Who was Igor Kirillov?

Lt Gen Kirillov had been the head of Russia’s nuclear protection forces since 2017 – a branch of the Russian army that included radiological, chemical and biological weapons.

The 54-year-old was born on 13 July 1970 in Kostroma.

He went on to attend Kostroma Higher Military Command School of Chemical Defence, graduating in 2007.

During his time there, between 1991 and 1995, he served as a platoon commander in the Western Group of Forces in Germany and the Moscow Military District.

Igor Kirillov

After graduating, he occupied various posts in Russia’s nuclear, biological and chemical defence forces, eventually becoming chief in 2017.

He was married and had two sons.

Link to nuclear weapons

The high-ranking Russian general led Russia’s Nuclear, Biological and Chemical Protection Troops.

According to the Russian defence ministry website, the force’s main tasks involve identifying hazards and protecting units from contamination.

Another listed task of the group is “causing loss to the enemy by using flame-incendiary means”.

The scene of the explosion in Moscow.
Pic: Reuters/Maxim Shemetov
Image:
The scene of the explosion in Moscow.
Pic: Reuters/Maxim Shemetov

Throughout his military career, Lt Gen Kirillov was known for helping to develop the TOS-2 Tosochka heavy flamethrower system.

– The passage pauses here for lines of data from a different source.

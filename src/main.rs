// Support configuring Bevy lints within code.
#![cfg_attr(bevy_lint, feature(register_tool), register_tool(bevy))]
// Disable console on Windows for non-dev builds.
#![cfg_attr(not(feature = "dev"), windows_subsystem = "windows")]

mod asset_tracking;
#[cfg(feature = "dev")]
mod dev_tools;
mod game;
mod screens;

use bevy::{asset::AssetMetaCheck, prelude::*};

use crate::game::camera::CameraShake;

fn main() -> AppExit {
    App::new().add_plugins(AppPlugin).run()
}

pub struct AppPlugin;

impl Plugin for AppPlugin {
    fn build(&self, app: &mut App) {
        app.add_plugins(
            DefaultPlugins
                .set(AssetPlugin {
                    // Web builds would otherwise request `.meta` files that are never deployed.
                    meta_check: AssetMetaCheck::Never,
                    ..default()
                })
                .set(WindowPlugin {
                    primary_window: Window {
                        title: "Sticksmash".to_string(),
                        fit_canvas_to_parent: true,
                        ..default()
                    }
                    .into(),
                    ..default()
                }),
        );
        app.insert_resource(ClearColor(Color::WHITE));

        app.add_plugins((
            asset_tracking::plugin,
            #[cfg(feature = "dev")]
            dev_tools::plugin,
            game::plugin,
            screens::plugin,
        ));

        configure_app_systems(app);

        app.add_systems(Startup, spawn_camera);
    }
}

/// Order the `AppSystems` sets and gate `PausableSystems` on the `Pause` state.
fn configure_app_systems(app: &mut App) {
    // Order new `AppSystems` variants by adding them here:
    app.configure_sets(
        Update,
        (
            AppSystems::TickTimers,
            AppSystems::RecordInput,
            AppSystems::Update,
            AppSystems::Physics,
            AppSystems::Tweens,
            AppSystems::Present,
        )
            .chain(),
    );

    app.init_state::<Pause>();
    app.configure_sets(Update, PausableSystems.run_if(in_state(Pause(false))));
}

/// High-level groupings of systems for the app in the `Update` schedule.
/// When adding a new variant, make sure to order it in
/// `configure_app_systems`.
#[derive(SystemSet, Debug, Clone, Copy, Eq, PartialEq, Hash, PartialOrd, Ord)]
enum AppSystems {
    /// Tick timers.
    TickTimers,
    /// Record player input.
    RecordInput,
    /// Turn intents into velocities, dashes and punches.
    Update,
    /// Integrate arcade bodies.
    Physics,
    /// Advance tweens. Runs after physics so tweened positions win the frame.
    Tweens,
    /// Sprite and camera presentation.
    Present,
}

/// Whether or not the game is paused.
#[derive(States, Copy, Clone, Eq, PartialEq, Hash, Debug, Default)]
struct Pause(pub bool);

/// A system set for systems that shouldn't run while the game is paused.
#[derive(SystemSet, Copy, Clone, Eq, PartialEq, Hash, Debug)]
struct PausableSystems;

fn spawn_camera(mut commands: Commands) {
    commands.spawn((Name::new("Camera"), Camera2d, CameraShake::default()));
}
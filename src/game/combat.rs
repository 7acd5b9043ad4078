//! Punches and the knockback they cause.

use bevy::{
    math::{
        bounding::{Aabb2d, IntersectsVolume},
        curve::EaseFunction,
    },
    prelude::*,
};

use crate::{
    AppSystems, PausableSystems,
    game::{
        camera::ShakeCamera,
        movement::{Facing, MovementController},
        physics::ArcadeBody,
        player::Player,
        tuning::FightTuning,
        tween::{Tween, TweenAxis, TweenCompleted, TweenLock, TweenPurpose},
    },
};

pub(super) fn plugin(app: &mut App) {
    app.add_message::<PunchLanded>();
    app.add_systems(
        Update,
        (finish_knockbacks, detect_punches, apply_knockback)
            .chain()
            .in_set(AppSystems::Update)
            .in_set(PausableSystems),
    );
}

#[derive(Message, Debug, Clone, Copy, PartialEq, Eq)]
pub struct PunchLanded {
    pub attacker: Entity,
    pub victim: Entity,
}

/// The box a punch checks, `range` in front of a fighter at chest height.
pub fn punch_hitbox(center: Vec2, facing: Facing, range: f32, size: f32) -> Aabb2d {
    let reach = Vec2::new(center.x + facing.sign() * range, center.y);
    Aabb2d::new(reach, Vec2::splat(size / 2.0))
}

/// Victims fly away from the midpoint between the two fighters.
pub fn knockback_direction(victim_x: f32, fighters_x: [f32; 2]) -> f32 {
    let midpoint = (fighters_x[0] + fighters_x[1]) / 2.0;
    if victim_x > midpoint { 1.0 } else { -1.0 }
}

fn detect_punches(
    tuning: Res<FightTuning>,
    fighter_query: Query<
        (Entity, &MovementController, &Facing, &Transform, &ArcadeBody),
        With<Player>,
    >,
    mut landed: MessageWriter<PunchLanded>,
) {
    for (attacker, controller, facing, transform, _) in &fighter_query {
        if !controller.punch {
            continue;
        }
        let hitbox = punch_hitbox(
            transform.translation.xy(),
            *facing,
            tuning.punch_range,
            tuning.punch_size,
        );
        for (victim, _, _, victim_transform, victim_body) in &fighter_query {
            if victim == attacker {
                continue;
            }
            if hitbox.intersects(&victim_body.bounds(victim_transform.translation.xy())) {
                landed.write(PunchLanded { attacker, victim });
            }
        }
    }
}

fn apply_knockback(
    mut commands: Commands,
    tuning: Res<FightTuning>,
    mut landed: MessageReader<PunchLanded>,
    mut fighter_query: Query<(&Transform, &mut ArcadeBody, &mut TweenLock), With<Player>>,
    mut shake: MessageWriter<ShakeCamera>,
) {
    for punch in landed.read() {
        let Ok([(attacker_transform, _, _), (victim_transform, mut body, mut lock)]) =
            fighter_query.get_many_mut([punch.attacker, punch.victim])
        else {
            continue;
        };
        let victim_pos = victim_transform.translation.xy();
        info!("Punch hit player at {}!", victim_pos.x);

        let direction = knockback_direction(
            victim_pos.x,
            [attacker_transform.translation.x, victim_pos.x],
        );
        body.velocity.x = 0.0;
        shake.write(ShakeCamera {
            duration: tuning.shake_duration(),
            intensity: tuning.shake_intensity,
        });

        let slide = commands
            .spawn((
                Name::new("Knockback Tween"),
                Tween::new(
                    punch.victim,
                    TweenAxis::X,
                    victim_pos.x,
                    victim_pos.x + direction * tuning.knockback_distance,
                    tuning.knockback_duration(),
                    EaseFunction::QuadraticOut,
                    TweenPurpose::Knockback,
                ),
            ))
            .id();
        // A fresh hit restarts the slide from where the victim is now.
        if let Some(previous) = lock.take_over(slide) {
            commands.entity(previous).try_despawn();
        }
        commands.spawn((
            Name::new("Hop Tween"),
            Tween::new(
                punch.victim,
                TweenAxis::Y,
                victim_pos.y,
                victim_pos.y + tuning.hop_height,
                tuning.hop_duration(),
                EaseFunction::QuadraticOut,
                TweenPurpose::Hop,
            )
            .yoyo(),
        ));
    }
}

fn finish_knockbacks(
    mut completed: MessageReader<TweenCompleted>,
    mut fighter_query: Query<(&mut ArcadeBody, &mut TweenLock)>,
) {
    for event in completed.read() {
        if event.purpose != TweenPurpose::Knockback {
            continue;
        }
        let Ok((mut body, mut lock)) = fighter_query.get_mut(event.target) else {
            continue;
        };
        // An older slide finishing late doesn't unlock a newer one.
        if lock.release(event.tween) {
            body.velocity.x = 0.0;
        }
    }
}
//! Dashing: a quick eased slide in the facing direction that overshoots and
//! settles back a little, limited by a cooldown.

use std::time::Duration;

use bevy::{math::curve::EaseFunction, prelude::*};

use crate::{
    AppSystems, PausableSystems,
    game::{
        camera::ShakeCamera,
        movement::{Facing, MovementController},
        tuning::FightTuning,
        tween::{Tween, TweenAxis, TweenCompleted, TweenPurpose},
    },
};

pub(super) fn plugin(app: &mut App) {
    app.add_systems(
        Update,
        (finish_dash_strokes, start_dashes)
            .chain()
            .in_set(AppSystems::Update)
            .in_set(PausableSystems),
    );
}

#[derive(Component, Reflect, Debug, Default, Clone, Copy)]
#[reflect(Component)]
pub struct DashState {
    /// Set from the start of the stroke until the recoil finishes.
    pub in_progress: bool,
    /// When the last dash started, in virtual time. Zero before the first one,
    /// so the first dash is only available once a full cooldown has passed.
    pub last_dash: Duration,
}

impl DashState {
    pub fn ready(&self, now: Duration, cooldown: Duration) -> bool {
        !self.in_progress && now.saturating_sub(self.last_dash) >= cooldown
    }
}

fn start_dashes(
    mut commands: Commands,
    time: Res<Time>,
    tuning: Res<FightTuning>,
    mut dash_query: Query<(Entity, &MovementController, &Facing, &Transform, &mut DashState)>,
    mut shake: MessageWriter<ShakeCamera>,
) {
    let now = time.elapsed();
    for (entity, controller, facing, transform, mut dash) in &mut dash_query {
        if !controller.dash || !dash.ready(now, tuning.dash_cooldown()) {
            continue;
        }
        dash.in_progress = true;
        dash.last_dash = now;

        let direction = facing.sign();
        let x = transform.translation.x;
        commands.spawn((
            Name::new("Dash Tween"),
            Tween::new(
                entity,
                TweenAxis::X,
                x,
                x + tuning.dash_distance * direction,
                tuning.dash_duration(),
                EaseFunction::SineInOut,
                TweenPurpose::Dash { direction },
            ),
        ));
        shake.write(ShakeCamera {
            duration: tuning.shake_duration(),
            intensity: tuning.shake_intensity,
        });
    }
}

/// Chain the recoil after the stroke, and release the guard after the recoil.
fn finish_dash_strokes(
    mut commands: Commands,
    tuning: Res<FightTuning>,
    mut completed: MessageReader<TweenCompleted>,
    mut dash_query: Query<(&Transform, &mut DashState)>,
) {
    for event in completed.read() {
        let Ok((transform, mut dash)) = dash_query.get_mut(event.target) else {
            continue;
        };
        match event.purpose {
            TweenPurpose::Dash { direction } => {
                let x = transform.translation.x;
                commands.spawn((
                    Name::new("Dash Recoil Tween"),
                    Tween::new(
                        event.target,
                        TweenAxis::X,
                        x,
                        x - tuning.dash_recoil_distance * direction,
                        tuning.dash_recoil_duration(),
                        EaseFunction::Linear,
                        TweenPurpose::DashRecoil,
                    ),
                ));
            }
            TweenPurpose::DashRecoil => dash.in_progress = false,
            TweenPurpose::Knockback | TweenPurpose::Hop => {}
        }
    }
}
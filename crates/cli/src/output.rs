use packtrace_application::ports::{DistinctQuery, MostQueriedDomain, TimeBucket};
use packtrace_domain::{PacketRecord, StoredTransaction};

pub fn print_packet(record: &PacketRecord, ordinal: u64) {
    println!(
        "PACKET: {} | {} | length {} read: {} | {} src: {}:{}, dst: {}:{}",
        ordinal,
        record.timestamp,
        record.wire_length,
        record.captured_length,
        record.protocol,
        record.source,
        record.source_port,
        record.destination,
        record.destination_port,
    );
}

fn banner(title: &str) {
    println!("{}", "*".repeat(40));
    println!("\t{title}");
    println!("{}", "*".repeat(40));
}

pub fn print_most_queried(rows: &[MostQueriedDomain]) {
    banner("Most Queried Domains");
    for row in rows {
        println!(
            "Count: {} | Domain: {} | (correlation ids: {})",
            row.count, row.domain, row.correlation_ids,
        );
    }
    println!("{}", "*".repeat(40));
}

pub fn print_over_time(rows: &[TimeBucket]) {
    banner("Queries Over Time");
    for row in rows {
        println!("{} | {}", row.bucket, row.count);
    }
}

pub fn print_unique(rows: &[DistinctQuery]) {
    banner("Unique Domains");
    for row in rows {
        println!("{} | {} | {}", row.source, row.domain, row.role);
    }
}

pub fn print_recent(rows: &[StoredTransaction]) {
    banner("Recent Transactions");
    for row in rows {
        println!(
            "#{} {} | {} | {} {} | {} | aliases: {} | answers: {}",
            row.id,
            row.timestamp,
            row.source,
            row.query_type,
            row.domain,
            row.role,
            row.alias_path,
            row.response_addresses,
        );
    }
}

Although not a nuclear weapon, the TOS-2 is designed to destroy buildings, bunkers, and field fortifications as well as light-armoured vehicles and motor vehicles of the enemy, according to the Russian defence ministry.

Why was he a target?

Ukraine’s intelligence service said Lt Gen Kirillov was responsible for “the massive use of banned chemical weapons” against the Ukrainian military.

According to the SBU there have been more than 4,800 uses of chemical weapons on the battlefield since February 2022, particularly K-1 combat grenades, “by order of Kirillov”.

The scooter that exploded, killing the Russian general
Image:
The scooter that exploded, killing the Russian general

In May, the US State Department said it had recorded the use of chloropicrin – a chemical weapon first used in the First World War – against Ukrainian troops.

On Monday, Lt Gen Kirillov was sentenced in absentia by the SBU for the use of banned chemical weapons.

The service said more than 2,000 Ukrainian troops had suffered varying degrees of chemical poisoning since the start of the full-scale invasion.

“According to the investigation, the occupiers use dangerous chemicals mainly in the hottest areas of combat, where they try to hide the use of chemical agents under dense artillery fire,” the SBU said.

Russia has always denied using any chemical weapons in Ukraine and, in turn, has accused Kyiv of using toxic agents in combat.

Why was he sanctioned in the UK?

Lt Gen Kirillov was sanctioned by the UK government back in October for using “hazardous chemical weapons on the battlefield”.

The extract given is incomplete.